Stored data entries
..........

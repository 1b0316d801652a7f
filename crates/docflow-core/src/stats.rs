//! Pipeline statistics.
//!
//! Counters are monotone and updated with atomics so producers, workers and
//! the scaler can record outcomes without sharing a lock.

use std::sync::atomic::{AtomicU64, Ordering};

use serde::{Deserialize, Serialize};

/// Shared monotone counters for a pipeline
#[derive(Debug, Default)]
pub struct PipelineStats {
    tasks_queued: AtomicU64,
    tasks_completed: AtomicU64,
    tasks_failed: AtomicU64,
    queue_full_count: AtomicU64,
    worker_adjustments: AtomicU64,
    max_queue_size: AtomicU64,
}

impl PipelineStats {
    pub fn new() -> Self {
        Self::default()
    }

    /// Record a successful admission and raise the high-water mark
    pub fn record_queued(&self, occupancy: usize) {
        self.tasks_queued.fetch_add(1, Ordering::Relaxed);
        self.max_queue_size
            .fetch_max(occupancy as u64, Ordering::Relaxed);
    }

    pub fn record_completed(&self) {
        self.tasks_completed.fetch_add(1, Ordering::Relaxed);
    }

    pub fn record_failed(&self) {
        self.tasks_failed.fetch_add(1, Ordering::Relaxed);
    }

    /// Record an admission that timed out while the queue was full
    pub fn record_queue_full(&self) {
        self.queue_full_count.fetch_add(1, Ordering::Relaxed);
    }

    pub fn record_worker_adjustment(&self) {
        self.worker_adjustments.fetch_add(1, Ordering::Relaxed);
    }

    pub fn tasks_queued(&self) -> u64 {
        self.tasks_queued.load(Ordering::Relaxed)
    }

    pub fn tasks_completed(&self) -> u64 {
        self.tasks_completed.load(Ordering::Relaxed)
    }

    pub fn tasks_failed(&self) -> u64 {
        self.tasks_failed.load(Ordering::Relaxed)
    }

    pub fn queue_full_count(&self) -> u64 {
        self.queue_full_count.load(Ordering::Relaxed)
    }

    pub fn worker_adjustments(&self) -> u64 {
        self.worker_adjustments.load(Ordering::Relaxed)
    }

    pub fn max_queue_size(&self) -> u64 {
        self.max_queue_size.load(Ordering::Relaxed)
    }
}

/// Point-in-time view of a pipeline: monotone counters plus live values
#[derive(Debug, Clone, PartialEq, Serialize, Deserialize)]
pub struct StatsSnapshot {
    pub tasks_queued: u64,
    pub tasks_completed: u64,
    pub tasks_failed: u64,
    pub queue_full_count: u64,
    pub max_queue_size: u64,
    pub worker_adjustments: u64,
    pub queue_size: usize,
    pub current_workers: usize,
    pub max_workers: usize,
    pub cpu_usage: f64,
}

impl StatsSnapshot {
    /// True when the monotone counters of both snapshots agree.
    ///
    /// Live fields (`queue_size`, `current_workers`, `cpu_usage`) are ignored.
    pub fn same_counters(&self, other: &Self) -> bool {
        self.tasks_queued == other.tasks_queued
            && self.tasks_completed == other.tasks_completed
            && self.tasks_failed == other.tasks_failed
            && self.queue_full_count == other.queue_full_count
            && self.max_queue_size == other.max_queue_size
            && self.worker_adjustments == other.worker_adjustments
    }
}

..........

Every line from the one that has "self.worker_adjustments.fetch_add(1, Ordering::Relaxed);" down to the last line above must be written out exactly, with both ends included and nothing else.

▶ _Problem solution_:
        self.worker_adjustments.fetch_add(1, Ordering::Relaxed);
    }

    pub fn tasks_queued(&self) -> u64 {
        self.tasks_queued.load(Ordering::Relaxed)
    }

    pub fn tasks_completed(&self) -> u64 {
        self.tasks_completed.load(Ordering::Relaxed)
    }

    pub fn tasks_failed(&self) -> u64 {
        self.tasks_failed.load(Ordering::Relaxed)
    }

    pub fn queue_full_count(&self) -> u64 {
        self.queue_full_count.load(Ordering::Relaxed)
    }

    pub fn worker_adjustments(&self) -> u64 {
        self.worker_adjustments.load(Ordering::Relaxed)
    }

    pub fn max_queue_size(&self) -> u64 {
        self.max_queue_size.load(Ordering::Relaxed)
    }
}

/// Point-in-time view of a pipeline: monotone counters plus live values
#[derive(Debug, Clone, PartialEq, Serialize, Deserialize)]
pub struct StatsSnapshot {
    pub tasks_queued: u64,
    pub tasks_completed: u64,
    pub tasks_failed: u64,
    pub queue_full_count: u64,
    pub max_queue_size: u64,
    pub worker_adjustments: u64,
    pub queue_size: usize,
    pub current_workers: usize,
    pub max_workers: usize,
    pub cpu_usage: f64,
}

impl StatsSnapshot {
    /// True when the monotone counters of both snapshots agree.
    ///
    /// Live fields (`queue_size`, `current_workers`, `cpu_usage`) are ignored.
    pub fn same_counters(&self, other: &Self) -> bool {
        self.tasks_queued == other.tasks_queued
            && self.tasks_completed == other.tasks_completed
            && self.tasks_failed == other.tasks_failed
            && self.queue_full_count == other.queue_full_count
            && self.max_queue_size == other.max_queue_size
            && self.worker_adjustments == other.worker_adjustments
    }
}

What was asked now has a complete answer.